use crate::infer::ColumnClassification;
use crate::ChartKind;

/// Derive plausible chart types from a column classification.
///
/// Rules are applied independently and unioned, first-insertion order,
/// duplicates removed:
/// - a categorical and a numeric column → bar, pie
/// - (a temporal or categorical column) and a numeric column → line
///
/// Two numeric columns alone suggest nothing (a scatter type is reserved
/// for later). An empty classification yields an empty list, which is a
/// valid result rather than an error.
pub fn suggest(analysis: &ColumnClassification) -> Vec<ChartKind> {
    let has_numeric = !analysis.numeric_columns.is_empty();
    let has_category = !analysis.category_columns.is_empty();
    let has_time = !analysis.time_columns.is_empty();

    let mut suggestions: Vec<ChartKind> = Vec::new();

    if has_category && has_numeric {
        push_unique(&mut suggestions, ChartKind::Bar);
        push_unique(&mut suggestions, ChartKind::Pie);
    }
    if (has_time || has_category) && has_numeric {
        push_unique(&mut suggestions, ChartKind::Line);
    }

    suggestions
}

fn push_unique(suggestions: &mut Vec<ChartKind>, kind: ChartKind) {
    if !suggestions.contains(&kind) {
        suggestions.push(kind);
    }
}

# TO DO
Scan the records for the string "analysis" and show every line that contains it.

# SOLUTION TO THE EXERCISE
pub fn suggest(analysis: &ColumnClassification) -> Vec<ChartKind> {
    let has_numeric = !analysis.numeric_columns.is_empty();
    let has_category = !analysis.category_columns.is_empty();
    let has_time = !analysis.time_columns.is_empty();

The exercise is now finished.